Anticipating change is, for me, worse than the actual act of change. As I sit here on my balcony that period of change has begun to begin: tonight is my first night alone in the apartment, most probably the first of many to come. This isn't the first time I've spent a first night alone in an apartment I've only shared with someone with whom I spend nearly all of my time. And yet the first night is always as bad as all of the previous first nights. Like times past, the first thing I did when I walked in was apply the dead bolt to the door. Why? I have no idea. Especially considering it was only 5 pm, sun still ablaze and Morris wide awake and meowing for food. And again, retracing steps from years ago, I paced around the apartment, unmotivated to perform the household tasks I usually carry out with satisfaction. The cat needed to be fed, the laundry required folding, the dishes stacked since last night's dinner begged to be done. Chores performed without the usual cheer, followed by incessant refreshing of my gmail page (someone must have emailed me today?) and then an attempt at some newspaper reading.

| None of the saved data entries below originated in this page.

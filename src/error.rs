use thiserror::Error;

/// The node storage of an [`AvlTree`](crate::AvlTree) is exhausted.
///
/// Returned by an insert that would grow the tree beyond the limit set with
/// [`AvlTree::with_node_limit()`](crate::AvlTree::with_node_limit). The tree is
/// left unmodified and the rejected value is handed back to the caller.
#[derive(Debug, Error, PartialEq, Eq)]
#[error("node storage exhausted (limit of {limit} nodes)")]
pub struct AllocationFailed<T> {
    limit: usize,
    value: T,
}

impl<T> AllocationFailed<T> {
    pub(crate) fn new(limit: usize, value: T) -> Self {
        Self { limit, value }
    }

    /// The configured node limit that was reached.
    pub fn limit(&self) -> usize {
        self.limit
    }

    /// Borrow the value that could not be inserted.
    pub fn value(&self) -> &T {
        &self.value
    }

    /// Take back ownership of the value that could not be inserted.
    pub fn into_value(self) -> T {
        self.value
    }
}
use std::iter::FusedIterator;

use crate::node::Node;

/// A borrowing, in-order [`Iterator`] over the values in an
/// [`AvlTree`](crate::AvlTree).
///
/// Values are yielded in ascending key order from the front, and in
/// descending key order from the back ([`Iterator::rev()`]). The iterator is
/// cheap to [`Clone`], and a clone restarts from the current position.
#[derive(Debug)]
pub struct Iter<'a, T> {
    /// The path to the next node to yield from the front, with the next node
    /// at the top of the stack.
    front: Vec<&'a Node<T>>,

    /// The path to the next node to yield from the back.
    back: Vec<&'a Node<T>>,

    /// The number of values not yet yielded from either end.
    ///
    /// The two stacks each cover the whole tree, so this count is what stops
    /// them crossing over.
    remaining: usize,
}

impl<'a, T> Iter<'a, T> {
    pub(crate) fn new(root: Option<&'a Node<T>>, len: usize) -> Self {
        let mut this = Self {
            front: vec![],
            back: vec![],
            remaining: len,
        };

        // Descend down the left side and the right side of the tree.
        this.push_left_edge(root);
        this.push_right_edge(root);

        this
    }

    fn push_left_edge(&mut self, subtree_root: Option<&'a Node<T>>) {
        let mut ptr = subtree_root;

        while let Some(v) = ptr {
            self.front.push(v);
            ptr = v.left();
        }
    }

    fn push_right_edge(&mut self, subtree_root: Option<&'a Node<T>>) {
        let mut ptr = subtree_root;

        while let Some(v) = ptr {
            self.back.push(v);
            ptr = v.right();
        }
    }
}

impl<T> Clone for Iter<'_, T> {
    fn clone(&self) -> Self {
        Self {
            front: self.front.clone(),
            back: self.back.clone(),
            remaining: self.remaining,
        }
    }
}

impl<'a, T> Iterator for Iter<'a, T> {
    type Item = &'a T;

    fn next(&mut self) -> Option<Self::Item> {
        if self.remaining == 0 {
            return None;
        }

        let v = self.front.pop()?;

        // Descend down the left side of the right hand child of this node, if
        // any.
        self.push_left_edge(v.right());

        self.remaining -= 1;
        Some(v.value())
    }

    fn size_hint(&self) -> (usize, Option<usize>) {
        (self.remaining, Some(self.remaining))
    }
}

impl<T> DoubleEndedIterator for Iter<'_, T> {
    fn next_back(&mut self) -> Option<Self::Item> {
        if self.remaining == 0 {
            return None;
        }

        let v = self.back.pop()?;

        // Descend down the right side of the left hand child of this node, if
        // any.
        self.push_right_edge(v.left());

        self.remaining -= 1;
        Some(v.value())
    }
}

impl<T> ExactSizeIterator for Iter<'_, T> {}
impl<T> FusedIterator for Iter<'_, T> {}
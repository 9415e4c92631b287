use std::fmt::{Display, Write};

use tracing::debug;

use crate::{
    compare::{Comparator, Natural},
    dump::dump,
    error::AllocationFailed,
    iter::{IntoIter, Iter},
    node::{self, remove_recurse, InsertResult, Node},
};

/// The outcome of a successful insert into an [`AvlTree`].
#[derive(Debug, Clone, PartialEq, Eq)]
pub enum Insertion<T> {
    /// The value was added to the tree.
    Inserted,

    /// A value with an equal key already exists in the tree and was left in
    /// place. The rejected value is handed back to the caller.
    Duplicate(T),
}

/// A height-balanced binary search tree of `T`, ordered by the
/// [`Comparator`] `C`.
///
/// Every operation descends at most `O(log n)` nodes: after every insert and
/// remove, the heights of the two subtrees of any node differ by at most one.
///
/// ```
/// use avlt::{AvlTree, Insertion};
///
/// let mut t = AvlTree::new();
///
/// assert_eq!(t.insert(42), Ok(Insertion::Inserted));
/// assert_eq!(t.insert(42), Ok(Insertion::Duplicate(42)));
///
/// assert_eq!(t.get(&42), Some(&42));
/// assert_eq!(t.remove(&42), Some(42));
/// assert!(t.is_empty());
/// ```
#[derive(Debug, Clone)]
pub struct AvlTree<T, C = Natural> {
    root: Option<Box<Node<T>>>,
    len: usize,

    /// The maximum number of nodes the tree may hold, if limited.
    node_limit: Option<usize>,

    cmp: C,
}

impl<T> AvlTree<T>
where
    T: Ord,
{
    /// Construct an empty tree ordered by the [`Ord`] implementation of `T`.
    pub fn new() -> Self {
        Self::with_comparator(Natural)
    }
}

impl<T, C> Default for AvlTree<T, C>
where
    C: Default,
{
    fn default() -> Self {
        Self {
            root: None,
            len: 0,
            node_limit: None,
            cmp: C::default(),
        }
    }
}

impl<T, C> AvlTree<T, C> {
    /// Construct an empty tree ordered by `cmp`.
    ///
    /// The comparator is fixed for the lifetime of the tree.
    pub fn with_comparator(cmp: C) -> Self {
        Self {
            root: None,
            len: 0,
            node_limit: None,
            cmp,
        }
    }

    /// Limit the tree to holding at most `limit` values.
    ///
    /// Inserting a new value into a full tree fails with
    /// [`AllocationFailed`], leaving the tree unmodified.
    pub fn with_node_limit(mut self, limit: usize) -> Self {
        self.node_limit = Some(limit);
        self
    }

    /// The [`Comparator`] ordering this tree.
    pub fn comparator(&self) -> &C {
        &self.cmp
    }

    /// The number of values in the tree.
    pub fn len(&self) -> usize {
        self.len
    }

    pub fn is_empty(&self) -> bool {
        self.len == 0
    }

    /// The height of the tree, where an empty tree has a height of 0 and a
    /// tree holding a single value has a height of 1.
    pub fn height(&self) -> usize {
        node::height(self.root.as_deref()) as usize
    }

    /// Iterate over the values in ascending key order.
    ///
    /// The returned [`Iter`] is double ended; call [`Iterator::rev()`] to
    /// iterate in descending order.
    pub fn iter(&self) -> Iter<'_, T> {
        Iter::new(self.root.as_deref(), self.len)
    }

    /// Call `visit` with each value in ascending key order.
    pub fn traverse<F>(&self, visit: F)
    where
        F: FnMut(&T),
    {
        self.iter().for_each(visit)
    }

    /// Call `visit` with each value in descending key order.
    pub fn traverse_rev<F>(&self, visit: F)
    where
        F: FnMut(&T),
    {
        self.iter().rev().for_each(visit)
    }

    /// The value with the smallest key, if any.
    pub fn first(&self) -> Option<&T> {
        let mut n = self.root.as_deref()?;
        while let Some(v) = n.left() {
            n = v;
        }
        Some(n.value())
    }

    /// The value with the largest key, if any.
    pub fn last(&self) -> Option<&T> {
        let mut n = self.root.as_deref()?;
        while let Some(v) = n.right() {
            n = v;
        }
        Some(n.value())
    }

    /// Remove and drop all values.
    pub fn clear(&mut self) {
        self.root = None;
        self.len = 0;
    }

    /// Tear down the tree, passing ownership of every value to `release`
    /// exactly once, in ascending key order.
    pub fn destroy<F>(self, release: F)
    where
        F: FnMut(T),
    {
        self.into_iter().for_each(release)
    }

    /// Render the tree structure rotated 90° anticlockwise for debugging.
    ///
    /// Each value is rendered with `render` on its own line, indented by one
    /// tab per level of depth (the root is at level 1). The right subtree is
    /// rendered above a node, and the left subtree below it. The output format
    /// is not stable.
    ///
    /// # Panics
    ///
    /// Panics if the [`Display`] implementation of a rendered value returns an
    /// error. Use [`AvlTree::dump_to()`] to handle it instead.
    ///
    /// ```
    /// use avlt::AvlTree;
    ///
    /// let t = AvlTree::from([1, 2, 3]);
    ///
    /// assert_eq!(t.dump(|v| *v), "\t\t3\n\t2\n\t\t1\n");
    /// ```
    pub fn dump<F, D>(&self, render: F) -> String
    where
        F: Fn(&T) -> D,
        D: Display,
    {
        let mut buf = String::new();
        self.dump_to(&mut buf, render)
            .expect("a Display implementation returned an error unexpectedly");
        buf
    }

    /// Write the output of [`AvlTree::dump()`] to `buf`.
    pub fn dump_to<W, F, D>(&self, buf: &mut W, render: F) -> std::fmt::Result
    where
        W: Write,
        F: Fn(&T) -> D,
        D: Display,
    {
        dump(self.root.as_deref(), buf, &render)
    }

    #[cfg(test)]
    pub(crate) fn root(&self) -> Option<&Node<T>> {
        self.root.as_deref()
    }
}

impl<T, C> AvlTree<T, C>
where
    C: Comparator<T>,
{
    /// Insert `value` into the tree.
    ///
    /// If a value with an equal key already exists, it is left in place and
    /// `value` is returned in [`Insertion::Duplicate`].
    ///
    /// # Errors
    ///
    /// Returns [`AllocationFailed`] holding `value` if the tree already holds
    /// the number of values set by [`AvlTree::with_node_limit()`].
    pub fn insert(&mut self, value: T) -> Result<Insertion<T>, AllocationFailed<T>> {
        self.insert_with(value, |_| {})
    }

    /// Insert `value` into the tree, calling `on_duplicate` with the existing
    /// value if one with an equal key is already present.
    ///
    /// `on_duplicate` may mutate the existing value, but MUST NOT change its
    /// key.
    ///
    /// ```
    /// use avlt::{compare, AvlTree};
    ///
    /// let mut t = AvlTree::with_comparator(compare::by_key(|v: &(String, usize)| v.0.as_str()));
    ///
    /// for word in ["bananas", "platanos", "bananas"] {
    ///     t.insert_with((word.to_string(), 1), |(_, freq)| *freq += 1).unwrap();
    /// }
    ///
    /// assert_eq!(t.get("bananas").map(|v| v.1), Some(2));
    /// assert_eq!(t.get("platanos").map(|v| v.1), Some(1));
    /// ```
    ///
    /// # Errors
    ///
    /// Returns [`AllocationFailed`] holding `value` if `value` is not a
    /// duplicate and the tree already holds the number of values set by
    /// [`AvlTree::with_node_limit()`].
    pub fn insert_with<F>(
        &mut self,
        value: T,
        on_duplicate: F,
    ) -> Result<Insertion<T>, AllocationFailed<T>>
    where
        F: FnOnce(&mut T),
    {
        if let Some(limit) = self.node_limit {
            // A duplicate needs no new node, and is merged even when the tree
            // is full.
            if self.len >= limit && !self.contains(self.cmp.key(&value)) {
                debug!(limit, "node limit reached, rejecting insert");
                return Err(AllocationFailed::new(limit, value));
            }
        }

        let root = match self.root {
            Some(ref mut v) => v,
            None => {
                self.root = Some(Box::new(Node::new(value)));
                self.len += 1;
                return Ok(Insertion::Inserted);
            }
        };

        match root.insert(value, &self.cmp, on_duplicate) {
            InsertResult::Linked(_) => {
                self.len += 1;
                Ok(Insertion::Inserted)
            }
            InsertResult::Duplicate(v) => Ok(Insertion::Duplicate(v)),
        }
    }

    /// Return a reference to the value with the given `key`, if any.
    pub fn get(&self, key: &C::Key) -> Option<&T> {
        node::get(self.root.as_deref(), key, &self.cmp)
    }

    /// Returns true if a value with the given `key` is in the tree.
    pub fn contains(&self, key: &C::Key) -> bool {
        self.get(key).is_some()
    }

    /// Remove the value with the given `key` from the tree, returning it if it
    /// was present.
    pub fn remove(&mut self, key: &C::Key) -> Option<T> {
        let v = remove_recurse(&mut self.root, key, &self.cmp)?;
        self.len -= 1;
        Some(v)
    }
}

impl<T, C> IntoIterator for AvlTree<T, C> {
    type Item = T;
    type IntoIter = IntoIter<T>;

    fn into_iter(self) -> Self::IntoIter {
        IntoIter::new(self.root, self.len)
    }
}

impl<'a, T, C> IntoIterator for &'a AvlTree<T, C> {
    type Item = &'a T;
    type IntoIter = Iter<'a, T>;

    fn into_iter(self) -> Self::IntoIter {
        self.iter()
    }
}

/// Values that cannot be inserted (duplicates, or values beyond the node
/// limit) are dropped.
impl<T, C> Extend<T> for AvlTree<T, C>
where
    C: Comparator<T>,
{
    fn extend<I: IntoIterator<Item = T>>(&mut self, iter: I) {
        for v in iter {
            let _ = self.insert(v);
        }
    }
}

impl<T, const N: usize> From<[T; N]> for AvlTree<T>
where
    T: Ord,
{
    fn from(values: [T; N]) -> Self {
        Self::from_iter(values)
    }
}

/// Duplicate values are dropped, keeping the first occurrence.
impl<T, C> FromIterator<T> for AvlTree<T, C>
where
    C: Comparator<T> + Default,
{
    fn from_iter<I: IntoIterator<Item = T>>(iter: I) -> Self {
        let mut t = Self::default();
        t.extend(iter);
        t
    }
}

After hours of fidgety dissatisfaction I am at last nestled into one of the two bamboo chairs on the balcony overlooking the ongoing insanity of the bus stop, poised to begin season three of Weeds.

It will be better tomorrow.

incomprehensible

I have "bookmarked" my blog [yes, I still, as of 2009, feel the need to use quotation marks around verbs not previously used to mean what they now mean] and every time I click on the bookmark I am directed to an Arabic version of my blog. I never asked for this. Does my blog somehow detect that I am in Egypt [yes, I realize I write Cairo, Egypt as my location, but I've also tried Brooklyn, NY] and therefore switch to Arabic? Shouldn't it also, if it's that smart, be able to detect that I write in English and therefore provide its offerings in my language of choice?

The real problem with the Arabic script on the internet is the size: it's nearly microscopic. Although I am familiar with the open apple + command, upon viewing the mass confusion of miniscule letters I instantly become frustrated and begin clicking on random words, without any regard for meaning. When the Arabic script is that small it seems not only foreign but thoroughly frustrating.

And this is not the only misunderstanding of the night. I seem to be confounded by my own reaction, my own feelings. I found out tonight that someone I know is pregnant. Obviously this is hardly the first time, nor will it be the last but it struck me: I have felt lost and unsure since I was told; surely confusing feelings when they are combined with my happiness for her. It just so happens that this person is less a friend of mine than the person with whom I reside; a long time friend of his. Might I also add an unmarried, long time friend in her 20s? Yes, yes, of course I am happy for her, rejoicing in her joy. And yet, it strikes me that I am somehow in the wrong place and time. I can't seem to fit things together and make them flow as they should. Not that I want that to be me today or yesterday or even tomorrow, but I don't understand why it just simply can't be like that for me, why it isn't an option.